A nota de Política Monetária e Operações de Crédito do Sistema Financeiro Nacional, distribuída sexta-feira pelo Banco Central, mostrou o quão deprimida está a economia. O estoque de crédito teve crescimento lento, de 1,2%, em março, atingindo R$ 3,06 trilhões, enquanto a base monetária e os meios de pagamento mostraram contenção. As concessões de crédito só apresentaram um ritmo forte na comparação entre fevereiro, com 18 dias úteis, e março, com 22 dias úteis, em decorrência da sazonalidade.

O Estado de S.Paulo

26 de abril de 2015 | 02h04

O saldo de empréstimos às pessoas jurídicas, de R$ 1,62 trilhão, cresceu 1,6%, no mês passado e apenas 1% no primeiro trimestre, em relação ao trimestre anterior. No caso das pessoas físicas, o saldo atingiu R$ 1,43 trilhão, crescimento mensal de 0,8% e trimestral de 1,9%.
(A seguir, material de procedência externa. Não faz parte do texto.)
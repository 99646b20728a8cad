//! # 이메일 발송 서비스 구현
//!
//! 메일 프로바이더의 HTTP JSON API를 통해 트랜잭션 메일을 발송합니다.
//! 환영 메일과 비밀번호 재설정 메일 두 종류를 지원합니다.

use serde_json::json;
use singleton_macro::service;

use crate::config::EmailConfig;
use crate::core::errors::AppError;

/// 이메일 발송 서비스
///
/// 프로바이더 API 주소와 키는 환경 변수로 설정합니다. 개발 환경에서는
/// Mailtrap 같은 테스트 프로바이더를 가리키게 할 수 있습니다.
#[service(name = "email")]
pub struct EmailService {
    // 외부 의존성 없음 (HTTP 클라이언트는 호출 시점에 생성)
}

impl EmailService {
    /// 가입 환영 메일 발송
    pub async fn send_welcome(&self, to: &str, name: &str) -> Result<(), AppError> {
        let subject = "Welcome to the Tour Booking family!";
        let body = format!(
            "Hi {},\n\n\
             Welcome aboard! We are glad to have you.\n\
             Browse our tours and book your next adventure.\n\n\
             - The Tour Booking Team",
            name
        );

        self.send(to, subject, &body).await
    }

    /// 비밀번호 재설정 메일 발송
    ///
    /// * `reset_url` - 평문 재설정 토큰이 포함된 URL
    pub async fn send_password_reset(
        &self,
        to: &str,
        name: &str,
        reset_url: &str,
    ) -> Result<(), AppError> {
        let subject = "Your password reset token (valid for only 10 minutes)";
        let body = format!(
            "Hi {},\n\n\
             Forgot your password? Submit a request with your new password to:\n\
             {}\n\n\
             If you didn't forget your password, please ignore this email.",
            name, reset_url
        );

        self.send(to, subject, &body).await
    }

    /// 메일 프로바이더 API 호출 공통 경로
    async fn send(&self, to: &str, subject: &str, body: &str) -> Result<(), AppError> {
        let payload = json!({
            "personalizations": [{ "to": [{ "email": to }] }],
            "from": {
                "email": EmailConfig::from_address(),
                "name": EmailConfig::from_name()
            },
            "subject": subject,
            "content": [{ "type": "text/plain", "value": body }]
        });

        let client = reqwest::Client::new();
        let response = client
            .post(EmailConfig::api_url())
            .bearer_auth(EmailConfig::api_key())
            .json(&payload)
            .send()
            .await
            .map_err(|e| {
                AppError::ExternalServiceError(format!("Mail provider unreachable: {}", e))
            })?;

        if !response.status().is_success() {
            let status = response.status();
            let detail = response.text().await.unwrap_or_default();
            return Err(AppError::ExternalServiceError(format!(
                "Mail provider returned {}: {}",
                status, detail
            )));
        }

        log::info!("메일 발송 완료: {} ({})", to, subject);
        Ok(())
    }
}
As empresas tomaram mais recursos de curto prazo, via desconto de duplicatas, e usaram mais o cartão de crédito. O avanço das operações de repasse externo e de financiamento às importações e às exportações se deve à valorização do dólar.

As pessoas físicas estão diminuindo o ritmo de tomada de empréstimos imobiliários, que cresceram 1,6%, no mês, atingindo R$ 452,1 bilhões, com predominância das operações com taxas reguladas. Na comparação em 12 meses, o crescimento ainda é elevado (26,5%).

Os saques nas cadernetas de poupança já parecem influenciar a oferta de crédito, bem como os juros: o custo dos financiamentos imobiliários a taxas reguladas aumentou de 7,8% ao ano, em fevereiro, para 8,9% ao ano, em março, e a taxas de mercado, de 12,4% ao ano para 12,9% ao ano. Ressalve-se que o custo ainda é módico, se comparado a outras linhas.

A taxa média de juros para as pessoas físicas aumentou 0,4 ponto porcentual no mês e chegou a 33,2% ao ano. Mas no cheque especial chegou a 220,4% ao ano - e mesmo assim o saldo desses empréstimos avançou 15,6% no mês, de R$ 27,8 bilhões para R$ 32,2 bilhões, mostrando a falta de liquidez de muitas famílias. No cartão de crédito, as taxas do rotativo chegaram a 345,8% ao ano.

Na média, os índices de inadimplência mostraram leve recuo, no caso das pessoas físicas (de 3,8% para 3,7%), e leve aumento, no das pessoas jurídicas (de 2% para 2,1%).

Com juros em alta e pouca moeda na praça, não só o crescimento dos empréstimos tende a continuar moderado, como os tomadores demandarão cada vez mais o crédito direcionado, se houver recursos.